In case you missed it (ICYMI), here are some of the stories that made headlines in the world of cleanrooms and nanotechnology in the past week:
Researchers have experimentally confirmed strong in-plane anisotropy in thermal conductivity, up to a factor of two, along the zigzag and armchair directions of single-crystal black phosphorous nanoribbons. Black phosphorous acts as a natural semiconductor and has an energy bandgap that allows its electrical conductance to be switched on and off. Theory says that, in contrast to graphene, black phosphorous allows heat to flow more easily along a direction in which electricity flows with more difficultly. This revelation about black phosphorus nanoribbons means that this material could potentially be applied to future to electronic, optoelectronic, and thermoelectric devices.
Next-generation solar cells made of perovskite become stabilized when they’re pressed between a metal oxide “sandwich,” which efficiently converts sunlight to electricity. This advancement can help the development of these solar cells for commercial use, since perovskite is quite delicate — it is a very light, flexible, organic-inorganic hybrid material, so things have stalled in development toward its commercialized use. This new cell construction extends the cell’s effective life in air by more than 10 times.

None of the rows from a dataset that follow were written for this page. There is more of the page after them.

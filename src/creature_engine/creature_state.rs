/*
 * Creature Core - Creature State
 * 开发心理过程:
 * 1. 聚合根独占四个子状态，外部只能通过变更协议修改它们
 * 2. 组合变更按顺序逐个检查并应用，任何一步失败都整体回滚到快照
 * 3. 应用完成后做完整校验，包括跨子状态规则，不合法同样回滚
 * 4. 成功后记录历史和逆变更，并刷新唯一的快照
 * 5. 序列化只保存身份和四个子状态，历史和快照只存在于运行时
 */

use log::{debug, info, warn};
use serde::{Deserialize, Serialize};
use serde_json::Value;
use std::{fs, path::Path};

use super::ability_state::AbilityState;
use super::behavior_state::BehaviorState;
use super::changes::{ChangeResult, FormChange, StateChange, StateComponent};
use super::enums::{CreatureEvent, ValidationSeverity};
use super::history::ChangeHistory;
use super::physical_state::PhysicalState;
use super::trait_state::TraitState;
use super::validator::{requirement_context, CrossStateValidator, ValidationIssue, ValidationReport};
use crate::core::config::StateConfig;
use crate::core::error::{Result, StateError};

// 四个子状态的深拷贝
#[derive(Debug, Clone, PartialEq)]
pub struct StateSnapshot {
    pub physical: PhysicalState,
    pub abilities: AbilityState,
    pub traits: TraitState,
    pub behavior: BehaviorState,
}

#[derive(Serialize)]
struct CreatureDocumentRef<'a> {
    id: &'a str,
    physical: &'a PhysicalState,
    abilities: &'a AbilityState,
    traits: &'a TraitState,
    behavior: &'a BehaviorState,
}

#[derive(Deserialize)]
struct CreatureDocument {
    #[serde(default)]
    id: String,
    #[serde(default)]
    physical: PhysicalState,
    #[serde(default)]
    abilities: AbilityState,
    #[serde(default)]
    traits: TraitState,
    #[serde(default)]
    behavior: BehaviorState,
}

type Applied = (Vec<StateChange>, Vec<CreatureEvent>);

#[derive(Debug, Clone)]
pub struct CreatureState {
    id: String,

    physical: PhysicalState,
    abilities: AbilityState,
    traits: TraitState,
    behavior: BehaviorState,

    history: ChangeHistory,
    snapshot: Option<StateSnapshot>,

    config: StateConfig,
    validator: CrossStateValidator,
}

impl Default for CreatureState {
    fn default() -> Self {
        Self::new("")
    }
}

// 状态相等只比较身份和子状态，不比较历史和快照
impl PartialEq for CreatureState {
    fn eq(&self, other: &Self) -> bool {
        self.id == other.id
            && self.physical == other.physical
            && self.abilities == other.abilities
            && self.traits == other.traits
            && self.behavior == other.behavior
    }
}

impl CreatureState {
    pub fn new(id: impl Into<String>) -> Self {
        Self::build(id.into(), StateConfig::default())
    }

    // 配置不合法时返回Config错误，和从文档加载的路径一致
    pub fn with_config(id: impl Into<String>, config: StateConfig) -> Result<Self> {
        config.validate()?;
        Ok(Self::build(id.into(), config))
    }

    // 调用方保证配置已经校验过
    fn build(id: String, config: StateConfig) -> Self {
        let limits = &config.limits;
        let mut state = Self {
            id,
            physical: PhysicalState::new(),
            abilities: AbilityState::with_limits(limits, config.max_active_abilities),
            traits: TraitState::with_limits(limits, config.require_registered_mutation_targets),
            behavior: BehaviorState::with_limits(limits),
            history: ChangeHistory::with_capacity(config.history_capacity),
            snapshot: None,
            validator: CrossStateValidator::new(config.rules),
            config,
        };
        state.save_snapshot();
        debug!("创建生物状态: '{}'", state.id);
        state
    }

    // 访问器
    pub fn id(&self) -> &str {
        &self.id
    }

    pub fn physical(&self) -> &PhysicalState {
        &self.physical
    }

    pub fn abilities(&self) -> &AbilityState {
        &self.abilities
    }

    pub fn traits(&self) -> &TraitState {
        &self.traits
    }

    pub fn behavior(&self) -> &BehaviorState {
        &self.behavior
    }

    pub fn config(&self) -> &StateConfig {
        &self.config
    }

    pub fn change_history(&self) -> &ChangeHistory {
        &self.history
    }

    pub fn clear_change_history(&mut self) {
        self.history.clear();
    }

    // 变更应用
    pub fn check_change(&self, change: &FormChange) -> Vec<String> {
        let mut reasons = change.validate();
        if !reasons.is_empty() {
            return reasons;
        }

        let mut scratch = self.scratch_copy();
        match scratch.apply_sequence(&change.changes) {
            Ok(_) => reasons.extend(scratch.validate()),
            Err(failures) => reasons.extend(failures),
        }
        reasons
    }

    // 在副本上试运行，不修改自身
    pub fn can_apply_change(&self, change: &FormChange) -> bool {
        self.check_change(change).is_empty()
    }

    pub fn apply_change(&mut self, change: FormChange) -> ChangeResult {
        let problems = change.validate();
        if !problems.is_empty() {
            warn!("生物 '{}' 拒绝格式错误的变更: {}", self.id, problems.join("; "));
            return ChangeResult::failed(problems);
        }

        self.ensure_snapshot();

        let (inverses, events) = match self.apply_sequence(&change.changes) {
            Ok(applied) => applied,
            Err(reasons) => {
                self.revert_to_last_valid_state();
                warn!("生物 '{}' 拒绝变更 '{}': {}", self.id, change.metadata.description, reasons.join("; "));
                return ChangeResult::failed(reasons);
            }
        };

        let violations = self.validate();
        if !violations.is_empty() {
            self.revert_to_last_valid_state();
            warn!(
                "生物 '{}' 的变更 '{}' 破坏了状态一致性，已回滚: {}",
                self.id,
                change.metadata.description,
                violations.join("; ")
            );
            let mut result = ChangeResult::failed(violations);
            result.events.push(CreatureEvent::ValidationFailed);
            return result;
        }

        let undo = FormChange::undo_of(&change.metadata, inverses);
        let count = change.len();
        if let Some(evicted) = self.history.push(change, undo.clone()) {
            debug!("历史已满，丢弃最旧的变更: '{}'", evicted.change.metadata.description);
        }
        self.save_snapshot();

        info!("生物 '{}' 应用了 {} 个子变更", self.id, count);
        ChangeResult::succeeded(undo, events)
    }

    pub fn undo_last_change(&mut self) -> ChangeResult {
        let Some(entry) = self.history.pop() else {
            return ChangeResult::failure("no change to undo");
        };

        self.ensure_snapshot();

        let outcome = self
            .apply_sequence(&entry.inverse.changes)
            .and_then(|applied| {
                let violations = self.validate();
                if violations.is_empty() {
                    Ok(applied)
                } else {
                    Err(violations)
                }
            });

        match outcome {
            Ok((_, mut events)) => {
                self.save_snapshot();
                events.push(CreatureEvent::ChangeReverted);
                info!("生物 '{}' 撤销了变更 '{}'", self.id, entry.change.metadata.description);
                ChangeResult::succeeded(entry.change, events)
            }
            Err(reasons) => {
                self.revert_to_last_valid_state();
                warn!("生物 '{}' 撤销失败: {}", self.id, reasons.join("; "));
                self.history.restore(entry);
                ChangeResult::failed(reasons)
            }
        }
    }

    // 校验
    pub fn validate(&self) -> Vec<String> {
        let mut errors = Vec::new();
        collect_errors(&self.physical, &mut errors);
        collect_errors(&self.abilities, &mut errors);
        collect_errors(&self.traits, &mut errors);
        collect_errors(&self.behavior, &mut errors);
        errors.extend(
            self.validator
                .enforced_violations(&self.abilities, &self.traits, &self.behavior),
        );
        errors
    }

    pub fn is_valid(&self) -> bool {
        self.validate().is_empty()
    }

    // 包含提示性警告的完整报告
    pub fn validation_report(&self) -> ValidationReport {
        let mut issues = Vec::new();
        collect_issues(&self.physical, &mut issues);
        collect_issues(&self.abilities, &mut issues);
        collect_issues(&self.traits, &mut issues);
        collect_issues(&self.behavior, &mut issues);
        issues.extend(self.validator.check(&self.abilities, &self.traits, &self.behavior));
        ValidationReport::from_issues(self.id.clone(), issues)
    }

    // 能力需求的跨状态检查
    pub fn requirement_context(&self) -> indexmap::IndexSet<String> {
        requirement_context(&self.traits, &self.behavior)
    }

    pub fn meets_requirements(&self, ability: &str) -> bool {
        self.abilities
            .meets_base_requirements(ability, &self.requirement_context())
    }

    pub fn unmet_requirements(&self, ability: &str) -> Vec<String> {
        self.abilities
            .unmet_requirements(ability, &self.requirement_context())
    }

    // 快照管理
    pub fn save_snapshot(&mut self) {
        self.snapshot = Some(StateSnapshot {
            physical: self.physical.clone(),
            abilities: self.abilities.clone(),
            traits: self.traits.clone(),
            behavior: self.behavior.clone(),
        });
    }

    pub fn has_snapshot(&self) -> bool {
        self.snapshot.is_some()
    }

    pub fn restore_snapshot(&mut self) -> bool {
        let Some(snapshot) = self.snapshot.clone() else {
            return false;
        };
        self.physical = snapshot.physical;
        self.abilities = snapshot.abilities;
        self.traits = snapshot.traits;
        self.behavior = snapshot.behavior;
        true
    }

    pub fn revert_to_last_valid_state(&mut self) -> bool {
        let restored = self.restore_snapshot();
        if restored {
            debug!("生物 '{}' 已恢复到最近的合法快照", self.id);
        } else {
            warn!("生物 '{}' 没有可用的快照", self.id);
        }
        restored
    }

    // 序列化
    pub fn serialize_to_json(&self) -> Result<Value> {
        Ok(serde_json::to_value(self.document())?)
    }

    pub fn to_json_string(&self) -> Result<String> {
        Ok(serde_json::to_string_pretty(&self.document())?)
    }

    pub fn deserialize_from_json(value: &Value) -> Result<Self> {
        Self::deserialize_from_json_with_config(value, StateConfig::default())
    }

    pub fn deserialize_from_json_with_config(value: &Value, config: StateConfig) -> Result<Self> {
        config.validate()?;
        let document = CreatureDocument::deserialize(value)?;
        Self::from_document(document, config)
    }

    pub fn from_json_str(source: &str) -> Result<Self> {
        Self::parse_with_config(source, StateConfig::default())
    }

    pub fn save_to_file<P: AsRef<Path>>(&self, path: P) -> Result<()> {
        let path = path.as_ref();
        fs::write(path, self.to_json_string()?)?;
        info!("生物 '{}' 已保存到 {}", self.id, path.display());
        Ok(())
    }

    pub fn load_from_file<P: AsRef<Path>>(path: P, config: StateConfig) -> Result<Self> {
        let path = path.as_ref();
        let source = fs::read_to_string(path)?;
        let state = Self::parse_with_config(&source, config)?;
        info!("从 {} 加载生物 '{}'", path.display(), state.id);
        Ok(state)
    }

    // 内部辅助
    fn document(&self) -> CreatureDocumentRef<'_> {
        CreatureDocumentRef {
            id: &self.id,
            physical: &self.physical,
            abilities: &self.abilities,
            traits: &self.traits,
            behavior: &self.behavior,
        }
    }

    // 直接从文本解析，映射的键顺序不经过Value重排
    fn parse_with_config(source: &str, config: StateConfig) -> Result<Self> {
        config.validate()?;
        let document: CreatureDocument = serde_json::from_str(source)?;
        Self::from_document(document, config)
    }

    fn from_document(document: CreatureDocument, config: StateConfig) -> Result<Self> {
        let CreatureDocument {
            id,
            physical,
            mut abilities,
            mut traits,
            mut behavior,
        } = document;

        abilities.configure(&config.limits, config.max_active_abilities);
        traits.configure(&config.limits, config.require_registered_mutation_targets);
        behavior.configure(&config.limits);

        let mut state = Self::build(id, config);
        state.physical = physical;
        state.abilities = abilities;
        state.traits = traits;
        state.behavior = behavior;

        let violations = state.validate();
        if !violations.is_empty() {
            return Err(StateError::Validation { violations });
        }

        state.save_snapshot();
        Ok(state)
    }

    fn ensure_snapshot(&mut self) {
        if self.snapshot.is_none() {
            self.save_snapshot();
        }
    }

    // 试运行用的副本，不携带历史
    fn scratch_copy(&self) -> Self {
        Self {
            id: self.id.clone(),
            physical: self.physical.clone(),
            abilities: self.abilities.clone(),
            traits: self.traits.clone(),
            behavior: self.behavior.clone(),
            history: ChangeHistory::with_capacity(1),
            snapshot: None,
            config: self.config.clone(),
            validator: self.validator,
        }
    }

    // 依次应用子变更，返回按应用顺序收集的逆变更和事件
    fn apply_sequence(&mut self, changes: &[StateChange]) -> std::result::Result<Applied, Vec<String>> {
        let mut inverses = Vec::with_capacity(changes.len());
        let mut events = Vec::new();

        for change in changes {
            let inverse = match change {
                StateChange::Physical(c) => apply_to(&mut self.physical, c).map(StateChange::Physical),
                StateChange::Ability(c) => apply_to(&mut self.abilities, c).map(StateChange::Ability),
                StateChange::Trait(c) => apply_to(&mut self.traits, c).map(StateChange::Trait),
                StateChange::Behavior(c) => apply_to(&mut self.behavior, c).map(StateChange::Behavior),
            }?;
            inverses.push(inverse);
            if let Some(event) = change.event() {
                events.push(event);
            }
        }

        Ok((inverses, events))
    }
}

// 单个子变更：检查、先生成逆变更、再应用
fn apply_to<S: StateComponent>(state: &mut S, change: &S::Change) -> std::result::Result<S::Change, Vec<String>> {
    let reasons = state.check_change(change);
    if !reasons.is_empty() {
        return Err(reasons
            .into_iter()
            .map(|reason| format!("{}: {}", S::NAME, reason))
            .collect());
    }

    let inverse = state
        .generate_undo(change)
        .ok_or_else(|| vec![format!("{}: unable to compute inverse change", S::NAME)])?;

    if !state.apply_change(change) {
        return Err(vec![format!("{}: change was rejected", S::NAME)]);
    }
    Ok(inverse)
}

fn collect_errors<S: StateComponent>(state: &S, errors: &mut Vec<String>) {
    errors.extend(
        state
            .validate()
            .into_iter()
            .map(|error| format!("{}: {}", S::NAME, error)),
    );
}

fn collect_issues<S: StateComponent>(state: &S, issues: &mut Vec<ValidationIssue>) {
    issues.extend(
        state
            .validate()
            .into_iter()
            .map(|error| ValidationIssue::new(ValidationSeverity::Error, S::NAME, error)),
    );
}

Finally, The University of Manchester’s National Graphene Institute won the Major Building Project of the Year at the annual British Construction Industry Awards. Graphene was discovered at the university in 2004, and today its researchers and scientists are using the institute to collaborate with other universities and as well as businesses to advance the commercialization of graphene applications. The building also won the BIM (Building Information Modelling) Application Award for the extensive use of modelling software required to map out the NGI’s extensive mechanical and engineering services.